Mr. James Wright, President Emeritus
Dartmouth College

Dear Mr. Wright:

      I just viewed on our  local public access Channel 10 your interview on Conversations with History by a Berkeley announcer the day after you delivered your Jefferson Lecture (which I have not read) .
      I was struck by your puzzlement over why Viet Nam veterans were treated poorly on their return to America. Shunned might be a better word, or, more accurately, ignored.
     They were simply absorbed back into society invisibly, with no fanfare, given no preferential treatment, no honorable mentions.
     I was struck too in your interview by several common threads in our backgrounds: I am 65, grew up ten miles from Yale, was the first to finish college in my family. My grandmother lived two blocks from Yale in a New Haven ghetto apartment, a third floor walk-up with no hot water.
     Unlike you, I did not enter the service. I went to school - - -and then the Draft ended.
     This summer I received a copy of a paper from my home town, Hamden, Connecticut, The Hamden Almanac. Inside was a close-up photo of Hamden's Veteran's Memorial, a huge bronzed wall of names in an outdoor setting.
     The close-up photograph showed six names in alphabetical order: Two of them were brothers who grew up five houses from me and were the my age and my brother's age. They both had been killed, apparently in Viet Nam. They had been dead for decades and I only discovered it , accidentally, when that close-up photograph randomly focused on their names on that plaque.
     My first reaction was survivor's guilt: that could have been my brother and myself.
     My second reaction was cultural guilt: Those kids weren't raised to see college as affordable or as an option, and so the service was their fate.
     My third reaction was disgust at the elitism of my high school which divided kids into college-bound and non-college bound, a fateful division for Eddie and Bobby H--------- (You can read my post on this on my blog at )
     And so I am mystified at your puzzlement over the invisibility of veterans when they returned from the war.
     You suggested that it went further than invisibility, that "we blamed the soldiers for the war."

     I think it's slightly different.

     We blamed the soldiers for shattering our fantasy, fed by propaganda, that America is right, that war is noble, that THIS particular war was necessary, and that our soldiers behaved properly. That shattering forced us to THINK about war, and about atrocities, and about minor matters (which I thought you trivialized) such as the Tonkin Gulf Resolution, a pretext for war, and the absence of any declaration of war since WW II.
     Those returning veterans were a mirror of our own denial about the true nature of American politics, egalitarianism, patriotism, and warrior nobility.       
     How could we do anything but look away from them when they returned, lest we have to confront our true selves?
     On yesterday's ABC This Week, a clip of an American soldier fighting in our current war was shown . In the clip the soldier said "the high you get from killing is better than any drug."


Paul D. Keane
M.A., M.Div., M. Ed.

On May 4, 1970 I was a graduate student at Kent State University and witnessed the shootings. I was struck by how no one --including my own parents --wanted to talk about the shootings after they occurred. It was the same "invisibility phenomenon", the same denial, which greeted Viet Nam veterans returning home. In fact, Kent State was the first homeland massacre of the Viet Nam War, a battle transported home 7,000 miles to Ohio for us to see firsthand, never acknowledged as such.
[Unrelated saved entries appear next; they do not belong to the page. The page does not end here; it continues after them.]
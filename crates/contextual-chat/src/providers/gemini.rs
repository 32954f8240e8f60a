//! Gemini API client for URL-grounded answers
//!
//! Streams answers with the URL context tool enabled and asks for quick-start
//! suggestions with a JSON response schema.

use async_trait::async_trait;
use futures::stream::{self, BoxStream, StreamExt};
use reqwest::{Client, StatusCode};
use serde::{Deserialize, Serialize};
use serde_json::{json, Value};
use std::collections::VecDeque;
use std::time::Duration;

use super::llm::{GroundedModel, ResponseStream};
use super::sse::SseDecoder;
use crate::config::GeminiConfig;
use crate::error::{Error, Result};
use crate::generation::prompt::{PromptBuilder, EMPTY_GROUP_SUGGESTION};
use crate::types::grounding::{Content, GenerateContentResponse};

const SAFETY_CATEGORIES: &[&str] = &[
    "HARM_CATEGORY_HARASSMENT",
    "HARM_CATEGORY_HATE_SPEECH",
    "HARM_CATEGORY_SEXUALLY_EXPLICIT",
    "HARM_CATEGORY_DANGEROUS_CONTENT",
];

/// Gemini client, built once from a validated configuration
pub struct GeminiClient {
    client: Client,
    base_url: String,
    api_key: String,
    model: String,
    safety_threshold: String,
}

impl std::fmt::Debug for GeminiClient {
    fn fmt(&self, f: &mut std::fmt::Formatter<'_>) -> std::fmt::Result {
        f.debug_struct("GeminiClient")
            .field("base_url", &self.base_url)
            .field("model", &self.model)
            .finish_non_exhaustive()
    }
}

#[derive(Serialize)]
#[serde(rename_all = "camelCase")]
struct GenerateRequest {
    contents: Vec<Content>,
    #[serde(skip_serializing_if = "Vec::is_empty")]
    tools: Vec<Value>,
    safety_settings: Vec<SafetySetting>,
    #[serde(skip_serializing_if = "Option::is_none")]
    generation_config: Option<Value>,
}

#[derive(Serialize)]
struct SafetySetting {
    category: &'static str,
    threshold: String,
}

#[derive(Deserialize, Default)]
#[serde(default)]
struct SuggestionsPayload {
    suggestions: Vec<String>,
}

#[derive(Deserialize)]
struct ApiErrorBody {
    error: ApiErrorDetail,
}

#[derive(Deserialize)]
struct ApiErrorDetail {
    #[serde(default)]
    message: String,
}

impl GeminiClient {
    /// Create a client, failing fast on an unusable configuration
    pub fn new(config: &GeminiConfig) -> Result<Self> {
        config.validate()?;

        let client = Client::builder()
            .connect_timeout(Duration::from_secs(10))
            .timeout(Duration::from_secs(config.timeout_secs))
            .pool_max_idle_per_host(5)
            .build()
            .map_err(|e| Error::config(format!("Failed to create HTTP client: {}", e)))?;

        tracing::info!("Gemini client initialized (model: {})", config.model);

        Ok(Self {
            client,
            base_url: config.base_url.trim_end_matches('/').to_string(),
            api_key: config.api_key.clone(),
            model: config.model.clone(),
            safety_threshold: config.safety_threshold.clone(),
        })
    }

    /// Endpoint URL for a model method such as `generateContent`
    fn endpoint(&self, method: &str) -> String {
        format!("{}/models/{}:{}", self.base_url, self.model, method)
    }

    fn safety_settings(&self) -> Vec<SafetySetting> {
        SAFETY_CATEGORIES
            .iter()
            .map(|&category| SafetySetting {
                category,
                threshold: self.safety_threshold.clone(),
            })
            .collect()
    }

    fn grounded_request(&self, prompt: &str, urls: &[String]) -> GenerateRequest {
        GenerateRequest {
            contents: vec![Content::user_text(PromptBuilder::with_url_context(prompt, urls))],
            tools: vec![json!({ "urlContext": {} })],
            safety_settings: self.safety_settings(),
            generation_config: None,
        }
    }

    fn suggestions_request(&self, urls: &[String]) -> GenerateRequest {
        // Tools cannot be combined with a JSON response type.
        GenerateRequest {
            contents: vec![Content::user_text(PromptBuilder::suggestions(urls))],
            tools: Vec::new(),
            safety_settings: self.safety_settings(),
            generation_config: Some(json!({
                "responseMimeType": "application/json",
                "responseSchema": {
                    "type": "OBJECT",
                    "properties": {
                        "suggestions": {
                            "type": "ARRAY",
                            "items": {
                                "type": "STRING",
                                "description": "A concise and actionable question a developer might ask."
                            }
                        }
                    },
                    "required": ["suggestions"]
                }
            })),
        }
    }

    async fn post(&self, url: &str, request: &GenerateRequest) -> Result<reqwest::Response> {
        let response = self
            .client
            .post(url)
            .header("x-goog-api-key", &self.api_key)
            .json(request)
            .send()
            .await
            .map_err(|e| Error::llm(format!("Gemini request failed: {}", e)))?;

        if !response.status().is_success() {
            let status = response.status();
            let body = response.text().await.unwrap_or_default();
            let preview: String = body.chars().take(500).collect();
            tracing::error!("Gemini error {}: {}", status, preview);
            return Err(classify_api_error(status, &body));
        }

        Ok(response)
    }
}

/// Map an unsuccessful API response onto the crate's error kinds
fn classify_api_error(status: StatusCode, body: &str) -> Error {
    let message = serde_json::from_str::<ApiErrorBody>(body)
        .map(|b| b.error.message)
        .unwrap_or_else(|_| body.to_string());

    if message.contains("API key not valid") {
        Error::InvalidApiKey
    } else if message.contains("quota") {
        Error::QuotaExceeded
    } else {
        Error::llm(format!("Gemini API error ({}): {}", status, message))
    }
}

fn decode_frame(data: &str) -> Result<GenerateContentResponse> {
    serde_json::from_str(data)
        .map_err(|e| Error::llm(format!("Failed to parse Gemini stream frame: {}", e)))
}

struct FrameState {
    bytes: BoxStream<'static, reqwest::Result<bytes::Bytes>>,
    decoder: SseDecoder,
    pending: VecDeque<String>,
    done: bool,
}

/// Turn an SSE byte stream into decoded response frames
fn frame_stream(bytes: BoxStream<'static, reqwest::Result<bytes::Bytes>>) -> ResponseStream {
    let state = FrameState {
        bytes,
        decoder: SseDecoder::new(),
        pending: VecDeque::new(),
        done: false,
    };

    stream::unfold(state, |mut state| async move {
        loop {
            if let Some(data) = state.pending.pop_front() {
                return Some((decode_frame(&data), state));
            }
            if state.done {
                return None;
            }
            match state.bytes.next().await {
                Some(Ok(chunk)) => {
                    let events = state.decoder.push(&chunk);
                    state.pending.extend(events);
                }
                Some(Err(e)) => {
                    state.done = true;
                    return Some((Err(Error::Http(e)), state));
                }
                None => {
                    state.done = true;
                    state.pending.extend(state.decoder.finish());
                }
            }
        }
    })
    .boxed()
}

#[async_trait]
impl GroundedModel for GeminiClient {
    async fn stream_with_url_context(&self, prompt: &str, urls: &[String]) -> Result<ResponseStream> {
        let request = self.grounded_request(prompt, urls);
        let url = format!("{}?alt=sse", self.endpoint("streamGenerateContent"));

        tracing::info!("Gemini stream request (model: {}, urls: {})", self.model, urls.len());
        let response = self.post(&url, &request).await?;

        Ok(frame_stream(response.bytes_stream().boxed()))
    }

    async fn initial_suggestions(&self, urls: &[String]) -> Result<Vec<String>> {
        if urls.is_empty() {
            return Ok(vec![EMPTY_GROUP_SUGGESTION.to_string()]);
        }

        let request = self.suggestions_request(urls);
        let response = self.post(&self.endpoint("generateContent"), &request).await?;
        let body: GenerateContentResponse = response
            .json()
            .await
            .map_err(|e| Error::llm(format!("Failed to parse Gemini response: {}", e)))?;

        let payload: SuggestionsPayload = serde_json::from_str(&body.text())?;
        tracing::debug!("Received {} suggestions", payload.suggestions.len());
        Ok(payload.suggestions)
    }

    fn name(&self) -> &str {
        "gemini"
    }

    fn model(&self) -> &str {
        &self.model
    }
}

#[cfg(test)]
mod tests {
    use super::*;

    fn client() -> GeminiClient {
        GeminiClient::new(&GeminiConfig {
            api_key: "test-key".into(),
            base_url: "https://example.test/v1beta/".into(),
            ..Default::default()
        })
        .unwrap()
    }

    #[test]
    fn test_construction_requires_api_key() {
        let err = GeminiClient::new(&GeminiConfig::default()).unwrap_err();
        assert!(matches!(err, Error::Config(_)));
    }

    #[test]
    fn test_endpoint_trims_trailing_slash() {
        assert_eq!(
            client().endpoint("generateContent"),
            "https://example.test/v1beta/models/gemini-2.5-flash:generateContent"
        );
    }

    #[test]
    fn test_grounded_request_body() {
        let urls = vec!["https://a.com".to_string()];
        let body = serde_json::to_value(client().grounded_request("Why?", &urls)).unwrap();

        assert_eq!(body["contents"][0]["role"], "user");
        assert_eq!(
            body["contents"][0]["parts"][0]["text"],
            "Why?\n\nRelevant URLs for context:\nhttps://a.com"
        );
        assert_eq!(body["tools"], json!([{ "urlContext": {} }]));
        assert_eq!(body["safetySettings"].as_array().unwrap().len(), 4);
        assert_eq!(body["safetySettings"][0]["threshold"], "BLOCK_MEDIUM_AND_ABOVE");
        assert!(body.get("generationConfig").is_none());
    }

    #[test]
    fn test_suggestions_request_uses_json_schema_without_tools() {
        let urls = vec!["https://a.com".to_string()];
        let body = serde_json::to_value(client().suggestions_request(&urls)).unwrap();

        assert!(body.get("tools").is_none());
        assert_eq!(body["generationConfig"]["responseMimeType"], "application/json");
        assert_eq!(
            body["generationConfig"]["responseSchema"]["required"],
            json!(["suggestions"])
        );
    }

    #[test]
    fn test_classify_api_errors() {
        let invalid_key = r#"{"error":{"code":400,"message":"API key not valid. Please pass a valid API key.","status":"INVALID_ARGUMENT"}}"#;
        assert!(matches!(
            classify_api_error(StatusCode::BAD_REQUEST, invalid_key),
            Error::InvalidApiKey
        ));

        let quota = r#"{"error":{"code":429,"message":"You exceeded your current quota","status":"RESOURCE_EXHAUSTED"}}"#;
        assert!(matches!(
            classify_api_error(StatusCode::TOO_MANY_REQUESTS, quota),
            Error::QuotaExceeded
        ));

        match classify_api_error(StatusCode::INTERNAL_SERVER_ERROR, "upstream down") {
            Error::Llm(msg) => assert!(msg.contains("upstream down") && msg.contains("500")),
            other => panic!("unexpected error: {other:?}"),
        }
    }

    #[tokio::test]
    async fn test_frame_stream_decodes_split_events() {
        let parts: Vec<reqwest::Result<bytes::Bytes>> = vec![
            Ok(bytes::Bytes::from_static(
                b"data: {\"candidates\":[{\"content\":{\"parts\":[{\"text\":\"Hel",
            )),
            Ok(bytes::Bytes::from_static(
                b"lo\"}]}}]}\r\n\r\ndata: {\"candidates\":[{\"content\":{\"parts\":[{\"text\":\" there\"}]}}]}",
            )),
        ];
        let frames: Vec<Result<GenerateContentResponse>> =
            frame_stream(stream::iter(parts).boxed()).collect().await;

        assert_eq!(frames.len(), 2);
        assert_eq!(frames[0].as_ref().unwrap().text(), "Hello");
        assert_eq!(frames[1].as_ref().unwrap().text(), " there");
    }

    #[tokio::test]
    async fn test_suggestions_for_empty_group_skip_request() {
        let suggestions = client().initial_suggestions(&[]).await.unwrap();
        assert_eq!(suggestions, vec![EMPTY_GROUP_SUGGESTION.to_string()]);
    }
}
Thank you Mr. Wright for your kind reply.

I thought what was trivialized was the fact that no wars had been officially declared since WW II.

It seemed the way you expressed this was a bit euphemistic, almost to suggest it was a minor matter. In my opinion it is a crime to send soldiers to their deaths without an Official Declaration of War.

Yes you seemed puzzled that we "blamed" the soldiers for the war, but my point was that "blame" was simply a mask for our denial. We couldn't face our own complicity-by-silence in the atrocities of the Vietnamese and the slaughter of our own soldiers, just as we had to deny that we killed our own
children at Kent State at the hands of uniformed soldiers who were acting out society's (my parents' generation's) anger at long haired anti-establishment protestors.

I enjoyed your interview and especially enjoyed learning about your humble origins.